08 septembre 2011
Désirer, apprendre, enseigner
En s’inspirant de Nietzsche et de Deleuze, Perraton (1987) propose une distinction entre l’apprentissage et l’enseignement, ou le désir d’apprendre et le désir d’enseigner, et l’apprendre et l’enseigner comme désir. Elle déplore du même coup que l’apprendre et l’enseigner comme désir demeurent généralement lettre morte dans le discours éducatif. Régulièrement, selon Perraton, et nous partageons son avis sur ce point, sont confondus en éducation l’apprendre et l’enseigner comme désir et le désir d’apprendre et d’enseigner comme besoin et comme manque, entendu comme « la panoplie des moyens efficaces en vue d’atteindre un but fixé » (Perraton, 1987, p. 119). Mais, toujours selon Perraton, l’apprendre et l’enseigner comme désir et les techniques d’apprentissage et d’enseignement ne sont pas la même chose, leur nature est différente; ils ne doivent donc pas être traités de la même manière.
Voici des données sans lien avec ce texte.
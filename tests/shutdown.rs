use std::time::Duration;

use taskgroup::{
    CancellableContext, Cause, GroupError, RuntimeError, TaskError, TaskFn, run_until_failure_or_signal,
    shutdown_all,
};
use tokio::time::{Instant, sleep};

#[tokio::test]
async fn test_shutdown_all_succeeds_when_every_step_does() {
    let root = CancellableContext::background();
    let res = shutdown_all(
        &root,
        None,
        [
            TaskFn::boxed("flush", |_ctx| async { Ok(()) }),
            TaskFn::boxed("close", |_ctx| async { Ok(()) }),
        ],
    )
    .await;
    assert!(res.is_ok());
}

#[tokio::test]
async fn test_shutdown_all_collects_every_error() {
    let root = CancellableContext::background();
    let err = shutdown_all(
        &root,
        None,
        [
            TaskFn::boxed("flush", |_ctx| async { Err(TaskError::fail("flush failed")) }),
            TaskFn::boxed("close", |ctx| async move {
                tokio::task::yield_now().await;
                assert!(!ctx.is_cancelled(), "one failure must not cancel the others");
                Err(TaskError::fail("close failed"))
            }),
            TaskFn::boxed("report", |_ctx| async { Ok(()) }),
        ],
    )
    .await
    .unwrap_err();

    assert_eq!(err.as_label(), "runtime_during_shutdown");
    let group = err.group_error().expect("group outcome");
    assert!(matches!(group, GroupError::Tasks(list) if list.len() == 2));
    assert!(err.to_string().starts_with("an error occurred during shutdown: "));
}

#[tokio::test(start_paused = true)]
async fn test_shutdown_deadline_still_drains() {
    let root = CancellableContext::background();
    let started = Instant::now();

    let err = shutdown_all(
        &root,
        Some(Duration::from_millis(50)),
        [
            // Ignores its context and outlives the deadline.
            TaskFn::boxed("stubborn", |_ctx| async {
                sleep(Duration::from_millis(200)).await;
                Ok(())
            }),
            TaskFn::boxed("flush", |_ctx| async { Err(TaskError::fail("flush failed")) }),
        ],
    )
    .await
    .unwrap_err();

    assert!(started.elapsed() >= Duration::from_millis(200));

    let Some(GroupError::Cancelled { cause, errors }) = err.group_error() else {
        panic!("expected a deadline, got {err:?}");
    };
    assert!(matches!(cause, Cause::DeadlineExceeded { timeout } if *timeout == Duration::from_millis(50)));
    let errors = errors.as_ref().expect("task error kept");
    assert_eq!(errors.first().task.as_ref(), "flush");
    assert!(err.to_string().contains("flush failed"));
}

#[tokio::test(start_paused = true)]
async fn test_shutdown_within_deadline_is_ok() {
    let root = CancellableContext::background();
    let res = shutdown_all(
        &root,
        Some(Duration::from_secs(5)),
        [TaskFn::boxed("quick", |_ctx| async {
            sleep(Duration::from_millis(10)).await;
            Ok(())
        })],
    )
    .await;
    assert!(res.is_ok());
}

#[tokio::test]
async fn test_zero_timeout_cancels_before_tasks_start() {
    let root = CancellableContext::background();
    let err = shutdown_all(
        &root,
        Some(Duration::ZERO),
        [TaskFn::boxed("step", |ctx| async move {
            if ctx.is_cancelled() {
                return Err(TaskError::Canceled);
            }
            Ok(())
        })],
    )
    .await
    .unwrap_err();

    let group = err.group_error().expect("group outcome");
    assert!(group.is_deadline());
    assert!(group.failures().is_empty());
}

#[tokio::test]
async fn test_run_reports_first_failure() {
    let root = CancellableContext::background();
    let err = run_until_failure_or_signal(
        &root,
        [
            TaskFn::boxed("server", |ctx| async move {
                ctx.done().await;
                Err(TaskError::Canceled)
            }),
            TaskFn::boxed("migrator", |_ctx| async { Err(TaskError::fail("schema mismatch")) }),
        ],
    )
    .await
    .unwrap_err();

    let RuntimeError::DuringRun { source: GroupError::Task(failure) } = &err else {
        panic!("expected first failure, got {err:?}");
    };
    assert_eq!(failure.task.as_ref(), "migrator");
    assert!(err.to_string().contains("schema mismatch"));
    assert!(!root.is_cancelled());
}

#[tokio::test]
async fn test_run_with_cancelled_parent_reports_cancellation() {
    let root = CancellableContext::background();
    root.cancel(Cause::DeadlineExceeded { timeout: Duration::ZERO });

    let err = run_until_failure_or_signal(
        &root,
        [TaskFn::boxed("server", |ctx| async move {
            ctx.done().await;
            Err(TaskError::Canceled)
        })],
    )
    .await
    .unwrap_err();

    let group = err.group_error().expect("group outcome");
    assert!(group.cause().is_some_and(|c| c.is_parent()));
    assert!(group.is_deadline());
}

#[tokio::test]
async fn test_run_then_shutdown() {
    let root = CancellableContext::background();
    let run = run_until_failure_or_signal(
        &root,
        [TaskFn::boxed("once", |_ctx| async { Ok(()) })],
    )
    .await;
    assert!(run.is_ok());

    let shutdown = shutdown_all(
        &root,
        Some(Duration::from_secs(1)),
        [TaskFn::boxed("cleanup", |_ctx| async { Ok(()) })],
    )
    .await;
    assert!(shutdown.is_ok());
}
L’apprendre comme désir, ou l’enseigner comme désir, ce n’est pas « une motivation portée sur l’objet » (Perraton, p. 120). L’apprendre comme désir n’est pas ici synonyme du désir d’apprendre, suivant l’acception la plus largement répandue dans le monde de l’éducation. Le désir d’apprendre, c’est un désir qui se porte sur un objet, et, justement, « sitôt que le désir se porte sur un objet, il manque » (Perraton, p. 120). En ce sens, le désir d’apprendre est l’expression d’un manque. On retrouve ici l’un des trois contresens sur le désir tels que définis par Deleuze, c’est-à-dire le désir mis en rapport avec le manque ou la loi, les deux autres étant la mise en rapport du désir avec une réalité naturelle ou spontanée, ou avec le plaisir (Deleuze et Parnet, 1977, p. 125). Perraton nous rappelle que ce n’est pas de ce type de désir dont Nietzsche et Deleuze nous entretiennent. « Orienté vers un objet, le désir est plutôt un appétit, un besoin, et comme tout besoin, il sera en manque tant et aussi longtemps qu’il ne sera pas comblé » (Perraton, p. 120).
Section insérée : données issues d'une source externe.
//! # Events emitted while a task group runs.
//!
//! The [`EventKind`] enum classifies event types across three categories:
//! - **Task events**: per-task flow (starting, stopped, failed)
//! - **Group events**: context cancellation and the final outcome
//! - **Subscriber events**: problems inside the observability pipeline itself
//!
//! The [`Event`] struct carries metadata such as timestamps, group and task names,
//! submission index and a human-readable reason.
//!
//! ## Ordering guarantees
//! Each event has a process-wide unique sequence number (`seq`) that increases monotonically.
//!
//! ## Example
//! ```rust
//! use taskgroup::{Event, EventKind};
//!
//! let ev = Event::new(EventKind::TaskFailed)
//!     .with_group("shutdown")
//!     .with_task("flush-metrics")
//!     .with_index(2)
//!     .with_reason("connection reset");
//!
//! assert_eq!(ev.kind, EventKind::TaskFailed);
//! assert_eq!(ev.task.as_deref(), Some("flush-metrics"));
//! assert_eq!(ev.index, Some(2));
//! ```

use std::sync::Arc;
use std::sync::atomic::{AtomicU64, Ordering as AtomicOrdering};
use std::time::SystemTime;

/// Global sequence counter for event ordering.
static EVENT_SEQ: AtomicU64 = AtomicU64::new(0);

/// Classification of group events.
#[derive(Debug, Clone, Copy, PartialEq, Eq)]
pub enum EventKind {
    // === Task events ===
    /// Task was launched.
    ///
    /// Sets: `task`, `index`.
    TaskStarting,

    /// Task returned without error (or exited gracefully after cancellation).
    ///
    /// Sets: `task`, `index`.
    TaskStopped,

    /// Task returned an error or panicked; the error was recorded.
    ///
    /// Sets: `task`, `index`, `reason`.
    TaskFailed,

    // === Group events ===
    /// The shared context was cancelled.
    ///
    /// Sets: `reason` (the cause).
    ContextCancelled,

    /// `wait` finished: every task returned.
    ///
    /// Sets: `reason` (outcome label, `ok` on success).
    GroupFinished,

    // === Subscriber events ===
    /// Subscriber panicked during event processing.
    ///
    /// Sets: `task` (subscriber name), `reason` (panic message).
    SubscriberPanicked,

    /// The subscriber listener fell behind the bus and skipped events.
    ///
    /// Sets: `reason` (number of skipped events).
    SubscriberLagged,
}

impl EventKind {
    /// Returns a short stable label (snake_case) for use in logs/metrics.
    pub fn as_label(self) -> &'static str {
        match self {
            EventKind::TaskStarting => "task_starting",
            EventKind::TaskStopped => "task_stopped",
            EventKind::TaskFailed => "task_failed",
            EventKind::ContextCancelled => "context_cancelled",
            EventKind::GroupFinished => "group_finished",
            EventKind::SubscriberPanicked => "subscriber_panicked",
            EventKind::SubscriberLagged => "subscriber_lagged",
        }
    }
}

/// Group event with optional metadata.
///
/// - `seq`: monotonic global sequence for ordering
/// - `at`: wall-clock timestamp (for logs)
/// - other optional fields are set depending on the [`EventKind`]
#[derive(Clone, Debug)]
pub struct Event {
    /// Globally unique, monotonically increasing sequence number.
    pub seq: u64,
    /// Wall-clock timestamp.
    pub at: SystemTime,
    /// Event classification.
    pub kind: EventKind,
    /// Name of the emitting group, if it has one.
    pub group: Option<Arc<str>>,
    /// Name of the task (or subscriber), if applicable.
    pub task: Option<Arc<str>>,
    /// Submission index of the task, if applicable.
    pub index: Option<usize>,
    /// Human-readable reason (errors, causes, outcome).
    pub reason: Option<Arc<str>>,
}

impl Event {
    /// Creates a new event of the given kind with current timestamp and next sequence number.
    pub fn new(kind: EventKind) -> Self {
        Self {
            seq: EVENT_SEQ.fetch_add(1, AtomicOrdering::Relaxed),
            at: SystemTime::now(),
            kind,
            group: None,
            task: None,
            index: None,
            reason: None,
        }
    }

    /// Attaches a group name.
    #[inline]
    pub fn with_group(mut self, group: impl Into<Arc<str>>) -> Self {
        self.group = Some(group.into());
        self
    }

    /// Attaches an optional group name.
    #[inline]
    pub(crate) fn with_group_opt(mut self, group: Option<&Arc<str>>) -> Self {
        self.group = group.cloned();
        self
    }

    /// Attaches a task name.
    #[inline]
    pub fn with_task(mut self, task: impl Into<Arc<str>>) -> Self {
        self.task = Some(task.into());
        self
    }

    /// Attaches a submission index.
    #[inline]
    pub fn with_index(mut self, index: usize) -> Self {
        self.index = Some(index);
        self
    }

    /// Attaches a human-readable reason.
    #[inline]
    pub fn with_reason(mut self, reason: impl Into<Arc<str>>) -> Self {
        self.reason = Some(reason.into());
        self
    }

    /// Creates a subscriber panic event.
    #[inline]
    pub fn subscriber_panicked(subscriber: &'static str, info: String) -> Self {
        Event::new(EventKind::SubscriberPanicked)
            .with_task(subscriber)
            .with_reason(info)
    }

    /// Creates a subscriber lag event.
    #[inline]
    pub fn subscriber_lagged(skipped: u64) -> Self {
        Event::new(EventKind::SubscriberLagged).with_reason(format!("skipped={skipped}"))
    }
}

#[cfg(test)]
mod tests {
    use super::*;

    #[test]
    fn test_seq_is_monotonic() {
        let a = Event::new(EventKind::TaskStarting);
        let b = Event::new(EventKind::TaskStopped);
        assert!(b.seq > a.seq);
    }

    #[test]
    fn test_builders() {
        let ev = Event::subscriber_lagged(7).with_group("svc");
        assert_eq!(ev.kind.as_label(), "subscriber_lagged");
        assert_eq!(ev.reason.as_deref(), Some("skipped=7"));
        assert_eq!(ev.group.as_deref(), Some("svc"));
        assert!(ev.task.is_none());
    }
}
Évidemment, les techniques d’apprentissage sont bien entendues nécessaires en enseignement; il ne s’agit pas ici de rejeter ce qu’une bonne part de ce travail consiste précisément à mettre en évidence, de négliger toute la place et l’importance des techniques pour enseigner et pour apprendre, l’intérêt réel d’une base de connaissances pour enseigner. Ce que nous voulons simplement souligner, c’est que l’apprendre et l’enseigner placés à la seule enseigne du désir d’apprendre et d’enseigner — qui s’incarnent à travers les techniques d’apprentissage et d’enseignement — ne rendent pas compte de l’apprendre et de l’enseigner comme désir, c’est-à-dire d’une autre dimension essentielle de l’éducation.
Soulignons à nouveau que cet apprendre comme désir ne doit pas être confondu avec la motivation à apprendre qui n’est, au fond, qu’un élan vers un objet. « Il s’agit ici d’autre chose que des états d’âme de l’un ou l’autre des sujets concernés » (Perraton, p. 120). L’apprendre comme désir et l’enseigner comme désir, c’est, en quelque sorte, une rencontre qui n’a donc « rien à voir avec un intérieur ou quelque chose qui serait comme naturel chez toute personne pleine de bonne volonté » (Perraton, p. 121). Et plus loin le même auteur ajoute: « Le désir dont il est question ici ne peut même pas être attribué à quelque nature que ce soit. Ce désir est de l’ordre de l’événement, comme une deuxième puissance de l’apprentissage » (p. 121).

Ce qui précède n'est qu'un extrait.